┌─ RECORDS

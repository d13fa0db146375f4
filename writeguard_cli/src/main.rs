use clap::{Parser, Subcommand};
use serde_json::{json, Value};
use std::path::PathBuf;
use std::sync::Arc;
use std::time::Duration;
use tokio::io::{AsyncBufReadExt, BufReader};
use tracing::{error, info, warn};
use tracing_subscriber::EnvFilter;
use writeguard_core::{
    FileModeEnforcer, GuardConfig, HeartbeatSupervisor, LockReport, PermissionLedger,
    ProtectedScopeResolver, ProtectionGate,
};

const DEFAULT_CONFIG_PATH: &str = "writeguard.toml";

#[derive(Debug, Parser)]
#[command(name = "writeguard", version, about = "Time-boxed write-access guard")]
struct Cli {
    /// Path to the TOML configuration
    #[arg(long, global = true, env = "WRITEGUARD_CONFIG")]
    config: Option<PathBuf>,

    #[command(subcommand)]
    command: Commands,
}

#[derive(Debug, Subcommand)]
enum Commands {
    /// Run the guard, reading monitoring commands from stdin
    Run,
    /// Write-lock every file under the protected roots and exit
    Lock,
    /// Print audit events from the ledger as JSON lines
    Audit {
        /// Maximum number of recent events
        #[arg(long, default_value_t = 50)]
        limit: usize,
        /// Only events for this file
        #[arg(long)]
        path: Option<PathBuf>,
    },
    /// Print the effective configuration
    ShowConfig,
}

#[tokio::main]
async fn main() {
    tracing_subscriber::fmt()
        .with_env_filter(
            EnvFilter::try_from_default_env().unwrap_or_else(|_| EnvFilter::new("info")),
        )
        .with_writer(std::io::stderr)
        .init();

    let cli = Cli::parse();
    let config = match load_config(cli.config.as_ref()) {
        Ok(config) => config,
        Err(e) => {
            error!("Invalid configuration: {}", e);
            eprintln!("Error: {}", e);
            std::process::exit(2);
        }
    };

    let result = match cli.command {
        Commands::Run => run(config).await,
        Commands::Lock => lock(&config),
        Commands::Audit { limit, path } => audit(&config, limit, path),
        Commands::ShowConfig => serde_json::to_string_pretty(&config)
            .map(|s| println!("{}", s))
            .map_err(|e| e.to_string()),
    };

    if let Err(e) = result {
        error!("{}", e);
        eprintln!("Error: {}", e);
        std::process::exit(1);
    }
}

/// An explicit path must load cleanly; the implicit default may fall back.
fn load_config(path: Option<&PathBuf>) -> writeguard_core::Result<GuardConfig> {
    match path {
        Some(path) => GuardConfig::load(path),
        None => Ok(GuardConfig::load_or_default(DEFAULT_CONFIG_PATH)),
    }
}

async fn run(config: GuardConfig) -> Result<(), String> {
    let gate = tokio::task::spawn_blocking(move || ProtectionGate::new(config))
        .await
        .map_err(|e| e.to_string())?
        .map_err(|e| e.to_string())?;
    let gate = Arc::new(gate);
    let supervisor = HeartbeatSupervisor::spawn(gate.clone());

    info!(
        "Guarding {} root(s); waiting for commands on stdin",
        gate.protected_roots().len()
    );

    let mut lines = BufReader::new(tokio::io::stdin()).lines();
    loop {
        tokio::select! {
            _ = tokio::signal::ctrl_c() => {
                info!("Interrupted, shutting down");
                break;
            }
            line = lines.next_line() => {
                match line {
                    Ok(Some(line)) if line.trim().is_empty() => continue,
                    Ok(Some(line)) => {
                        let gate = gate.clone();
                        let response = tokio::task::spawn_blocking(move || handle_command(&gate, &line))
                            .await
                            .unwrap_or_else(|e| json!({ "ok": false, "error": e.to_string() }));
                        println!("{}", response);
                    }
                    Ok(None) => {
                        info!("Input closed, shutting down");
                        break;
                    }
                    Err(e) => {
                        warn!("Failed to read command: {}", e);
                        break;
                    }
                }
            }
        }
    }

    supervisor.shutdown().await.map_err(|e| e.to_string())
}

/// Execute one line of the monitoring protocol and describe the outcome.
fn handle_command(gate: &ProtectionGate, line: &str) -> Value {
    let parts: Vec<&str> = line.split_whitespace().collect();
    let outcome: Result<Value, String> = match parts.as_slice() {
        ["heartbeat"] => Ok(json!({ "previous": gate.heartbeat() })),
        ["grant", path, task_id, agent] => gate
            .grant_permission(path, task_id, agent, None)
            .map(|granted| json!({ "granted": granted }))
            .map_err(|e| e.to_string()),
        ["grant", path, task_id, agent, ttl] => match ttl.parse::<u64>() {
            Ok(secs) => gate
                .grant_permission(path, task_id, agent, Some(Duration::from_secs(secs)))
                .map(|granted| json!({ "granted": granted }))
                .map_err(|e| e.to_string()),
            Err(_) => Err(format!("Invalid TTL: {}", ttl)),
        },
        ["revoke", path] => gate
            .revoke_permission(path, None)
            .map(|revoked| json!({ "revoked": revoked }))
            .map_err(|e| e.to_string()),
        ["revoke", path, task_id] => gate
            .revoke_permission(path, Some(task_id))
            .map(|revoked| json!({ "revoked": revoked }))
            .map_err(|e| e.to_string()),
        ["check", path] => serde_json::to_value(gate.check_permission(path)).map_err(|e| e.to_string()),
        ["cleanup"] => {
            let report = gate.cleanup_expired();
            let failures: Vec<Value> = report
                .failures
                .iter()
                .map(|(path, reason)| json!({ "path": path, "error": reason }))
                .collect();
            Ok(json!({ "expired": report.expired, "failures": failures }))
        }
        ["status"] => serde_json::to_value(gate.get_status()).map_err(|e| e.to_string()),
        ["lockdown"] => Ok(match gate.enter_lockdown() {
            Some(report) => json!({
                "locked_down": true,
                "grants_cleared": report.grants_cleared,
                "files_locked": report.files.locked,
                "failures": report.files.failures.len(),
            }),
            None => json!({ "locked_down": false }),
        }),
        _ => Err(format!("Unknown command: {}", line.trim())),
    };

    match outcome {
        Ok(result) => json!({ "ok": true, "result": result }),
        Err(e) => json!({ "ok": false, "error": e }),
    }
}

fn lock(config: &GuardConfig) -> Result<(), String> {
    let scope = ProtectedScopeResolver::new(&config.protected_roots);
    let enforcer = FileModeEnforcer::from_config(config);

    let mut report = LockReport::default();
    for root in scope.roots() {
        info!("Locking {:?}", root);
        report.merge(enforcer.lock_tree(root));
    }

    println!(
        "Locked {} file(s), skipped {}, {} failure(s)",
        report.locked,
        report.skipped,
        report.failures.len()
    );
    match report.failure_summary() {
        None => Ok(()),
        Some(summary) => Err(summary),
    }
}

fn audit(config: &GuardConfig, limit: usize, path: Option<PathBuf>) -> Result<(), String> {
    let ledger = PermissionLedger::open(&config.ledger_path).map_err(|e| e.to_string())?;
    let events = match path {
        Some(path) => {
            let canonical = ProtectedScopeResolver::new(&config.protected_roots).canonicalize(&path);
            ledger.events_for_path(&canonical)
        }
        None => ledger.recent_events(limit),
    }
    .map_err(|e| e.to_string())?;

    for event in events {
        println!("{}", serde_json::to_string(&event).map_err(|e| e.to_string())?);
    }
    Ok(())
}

└─

THE PROBLEM: Scan the records for the string "trim" and show every line that contains it.

RESULT OF THE EXERCISE:
                    Ok(Some(line)) if line.trim().is_empty() => continue,
        _ => Err(format!("Unknown command: {}", line.trim())),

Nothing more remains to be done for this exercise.